Uma vez concluído este processo, foi nomeado CBE e, em 1920, recebeu o papel de ajudante de campo de Jorge V antes de liderar a missão britânica na Polónia, enquanto lutava contra o Exército Vermelho Russo.
Mas mesmo a reforma em 1923 não conseguiu conter as suas ambições quando a ameaça da Segunda Guerra Mundial surgiu 16 anos depois. Depois, quando tinha 60 anos, o dobro da idade de um soldado médio, liderou uma expedição à Noruega em 1940 e foi enviado para a Iugoslávia no ano seguinte. Mas, numa surpreendente história de coragem e sobrevivência, ele sobreviveu aos destroços do seu avião Wellington quando este caiu no Mar Mediterrâneo, perto da Líbia controlada pelos italianos, depois de o motor ter falhado.
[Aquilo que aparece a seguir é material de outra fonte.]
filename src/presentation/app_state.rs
// Application state for HTTP handlers
use crate::application::dashboard_service::DashboardService;
use crate::application::navigation_service::NavigationService;
use crate::domain::layout::TabLayout;
use crate::infrastructure::config::PageSettings;

#[derive(Clone)]
pub struct AppState {
    pub dashboard_service: DashboardService,
    pub navigation_service: NavigationService,
    pub page: PageSettings,
    pub tabs: Vec<TabLayout>,
}
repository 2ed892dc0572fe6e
// Per-division product podium. Authored by hand, not derived from the dataset series.
use serde::Serialize;

#[derive(Debug, Clone, PartialEq, Serialize)]
pub struct RankedProduct {
    pub product: String,
    /// Formatted figure, e.g. "4.3M" or "17k"
    pub figure: String,
}

#[derive(Debug, Clone, PartialEq, Serialize)]
pub struct DivisionRanking {
    pub division: String,
    /// Gold, silver, bronze
    pub podium: [RankedProduct; 3],
}

impl DivisionRanking {
    fn new(division: &str, podium: [(&str, &str); 3]) -> Self {
        Self {
            division: division.to_string(),
            podium: podium.map(|(product, figure)| RankedProduct {
                product: product.to_string(),
                figure: figure.to_string(),
            }),
        }
    }
}

pub fn division_rankings() -> Vec<DivisionRanking> {
    vec![
        DivisionRanking::new(
            "P & A",
            [
                ("AQ Gamers Ms", "4.3M"),
                ("AQ Master wireless", "4.1M"),
                ("AQ Master wired", "3.9M"),
            ],
        ),
        DivisionRanking::new(
            "N & S",
            [
                ("AQ Pen Drive 2in1", "3.9M"),
                ("AQ Pen Drive DRC", "3.7M"),
                ("AQ Clx1", "3.5M"),
            ],
        ),
        DivisionRanking::new(
            "PC",
            [
                ("AQ Digit", "17k"),
                ("AQ Velocity", "17k"),
                ("AQ Digit Blue", "17k"),
            ],
        ),
    ]
}
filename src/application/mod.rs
// Application layer - use cases over the dashboard domain
pub mod dashboard_service;
pub mod navigation_service;
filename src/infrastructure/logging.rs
use tracing_subscriber::EnvFilter;

/// `RUST_LOG` wins when set, otherwise info for this crate and tower-http
pub fn init_tracing() {
    let filter = EnvFilter::try_from_default_env()
        .unwrap_or_else(|_| EnvFilter::new("info,bi_dashboard=info,tower_http=info"));

    tracing_subscriber::fmt().with_env_filter(filter).init();
}
// Router assembly
use crate::presentation::app_state::AppState;
use crate::presentation::handlers::{
    charts, dashboard_page, dataset, health_check, market_fragment, navigation, ranking_fragment,
    select_fiscal_year, select_tab,
};
use axum::{
    routing::{get, post},
    Router,
};
use std::sync::Arc;
use tower_http::{compression::CompressionLayer, trace::TraceLayer};

pub fn build_router(state: Arc<AppState>) -> Router {
    Router::new()
        .route("/", get(dashboard_page))
        .route("/healthz", get(health_check))
        .route("/api/dataset", get(dataset))
        .route("/api/charts", get(charts))
        .route("/api/navigation", get(navigation))
        .route("/api/navigation/tab/:id", post(select_tab))
        .route("/api/navigation/fiscal-year/:value", post(select_fiscal_year))
        .route("/fragments/ranking", get(ranking_fragment))
        .route("/fragments/markets", get(market_fragment))
        .layer(CompressionLayer::new())
        .layer(TraceLayer::new_for_http())
        .with_state(state)
}
// Domain layer - dataset, chart payloads, layout and navigation state
pub mod chart;
pub mod dataset;
pub mod error;
pub mod layout;
pub mod navigation;
pub mod ranking;
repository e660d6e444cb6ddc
//! Terminal output formatting with colors
//!
//! Respects NO_COLOR, CLICOLOR, CLICOLOR_FORCE automatically.

use colored::Colorize;

/// Print error (red bold "error:" prefix) to stderr
pub fn error(msg: &(impl std::fmt::Display + ?Sized)) {
    eprintln!("{}: {}", "error".red().bold(), msg);
}

/// Print success status (green checkmark)
pub fn success(msg: &(impl std::fmt::Display + ?Sized)) {
    println!("{} {}", "✓".green(), msg);
}

/// Print completed action (green label)
pub fn action(label: &str, msg: &(impl std::fmt::Display + ?Sized)) {
    println!("{}: {}", label.green(), msg);
}

/// Print section header (cyan bold)
pub fn header(msg: &(impl std::fmt::Display + ?Sized)) {
    println!("{}", msg.to_string().cyan().bold());
}

/// Print plain output (no color, for data)
pub fn info(msg: &(impl std::fmt::Display + ?Sized)) {
    println!("{}", msg);
}
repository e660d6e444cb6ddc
//! CLI argument definitions using clap

use std::path::PathBuf;

use clap::{Parser, Subcommand, ValueEnum, ValueHint};

use crate::outline::NodeKind;

/// OPML outline editor: tree mutations, drag-and-drop reordering, and a round-tripping codec
#[derive(Parser, Debug)]
#[command(name = "rsopml")]
#[command(author, version, about, long_about = None)]
#[command(propagate_version = true)]
pub struct Cli {
    /// Enable debug logging (-d, -dd, -ddd)
    #[arg(short, long, action = clap::ArgAction::Count, global = true)]
    pub debug: u8,

    #[command(subcommand)]
    pub command: Option<Commands>,
}

#[derive(Subcommand, Debug)]
pub enum Commands {
    /// Show the outline as a tree
    Show {
        /// OPML file
        #[arg(value_hint = ValueHint::FilePath)]
        file: PathBuf,
    },

    /// Add a folder or feed
    Add {
        /// OPML file
        #[arg(value_hint = ValueHint::FilePath)]
        file: PathBuf,
        /// Node kind to create
        #[arg(value_enum)]
        kind: KindArg,
        /// Parent folder (dash-joined path key, default: root sequence)
        #[arg(short, long)]
        at: Option<String>,
    },

    /// Edit a node's label and URLs
    Edit {
        /// OPML file
        #[arg(value_hint = ValueHint::FilePath)]
        file: PathBuf,
        /// Target node (dash-joined path key, e.g. 1-0)
        path: String,
        /// New display label
        #[arg(short, long)]
        label: Option<String>,
        /// New feed URL (ignored on folders)
        #[arg(long)]
        feed_url: Option<String>,
        /// New site URL (ignored on folders)
        #[arg(long)]
        site_url: Option<String>,
    },

    /// Delete a node and its subtree
    Delete {
        /// OPML file
        #[arg(value_hint = ValueHint::FilePath)]
        file: PathBuf,
        /// Target node (dash-joined path key)
        path: String,
    },

    /// Move a node (drag-and-drop semantics: a folder destination means "into it")
    Move {
        /// OPML file
        #[arg(value_hint = ValueHint::FilePath)]
        file: PathBuf,
        /// Node to move (dash-joined path key)
        source: String,
        /// Destination (dash-joined path key)
        dest: String,
    },

    /// Write a normalized export of the document
    Export {
        /// OPML file
        #[arg(value_hint = ValueHint::FilePath)]
        file: PathBuf,
        /// Output file (default: configured export filename)
        #[arg(short, long)]
        output: Option<PathBuf>,
    },

    /// Manage settings
    Config {
        #[command(subcommand)]
        command: ConfigCommands,
    },

    /// Generate shell completions
    Completion {
        /// Shell type
        #[arg(value_enum)]
        shell: clap_complete::Shell,
    },
}

#[derive(Subcommand, Debug)]
pub enum ConfigCommands {
    /// Show merged config
    Show,

    /// Create config template
    Init,

    /// Show config path
    Path,
}

/// Node kinds as CLI values.
#[derive(Debug, Clone, Copy, PartialEq, Eq, ValueEnum)]
pub enum KindArg {
    Folder,
    Feed,
}

impl From<KindArg> for NodeKind {
    fn from(kind: KindArg) -> Self {
        match kind {
            KindArg::Folder => NodeKind::Folder,
            KindArg::Feed => NodeKind::Feed,
        }
    }
}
Ele nadou em uma asa do avião até que ela se partiu ao meio, forçando-o a nadar até a costa mais próxima, ao mesmo tempo que também – de alguma forma – ajudou um membro da tripulação que quebrou a perna no acidente. A terra que alcançaram era obviamente território inimigo e a dupla foi capturada pelos italianos.
No entanto, como prisioneiro de guerra, Carton de Waart revelou-se um companheiro divertido.
Seu colega cativo, general Sir Richard O’Connor, 6º conde de Ranfurly, descreveu-o em cartas como “um personagem encantador” e disse que “ele deveria manter um registro de palavrões”. Notavelmente, dadas as suas muitas deficiências, ele fez cinco tentativas de fuga – incluindo sete meses cavando túneis – e uma vez evitou a recaptura durante oito dias, disfarçando-se de agricultor italiano, apesar de não falar uma palavra da língua. Ele foi finalmente libertado depois de dois anos. Sir Winston Churchill, que admirava Carton de Wiart como um “modelo de bravura e honra”, enviou-o à China para ser seu representante pessoal junto do líder nacionalista Chiang Kai-shek. Ele finalmente se aposentou do exército em 1947, após quebrar as costas em um acidente.
Após a morte de sua primeira esposa, ele se casou novamente e se estabeleceu na Irlanda, passando os anos restantes pescando e caçando até sua morte pacífica em 1963, aos 83 anos.
Em sua autobiografia, ele escreveu: ‘Disseram-nos que a caneta é mais poderosa que a espada, mas sei qual dessas armas eu escolheria.’
Nunca mais veremos algo assim.
Lord Ashcroft está lançando um site na terça-feira (Dia do Armistício) para que os visitantes possam fazer um tour virtual pela exposição Victoria Cross e George Cross na Galeria Lord Ashcroft, fechada pelo Museu Imperial da Guerra em setembro. Nos próximos meses, um novo site – www.lordashcroftmedalcollection.com – Será desenvolvido para incluir detalhes de todas as medalhas de bravura da coleção de Lord Ashcroft.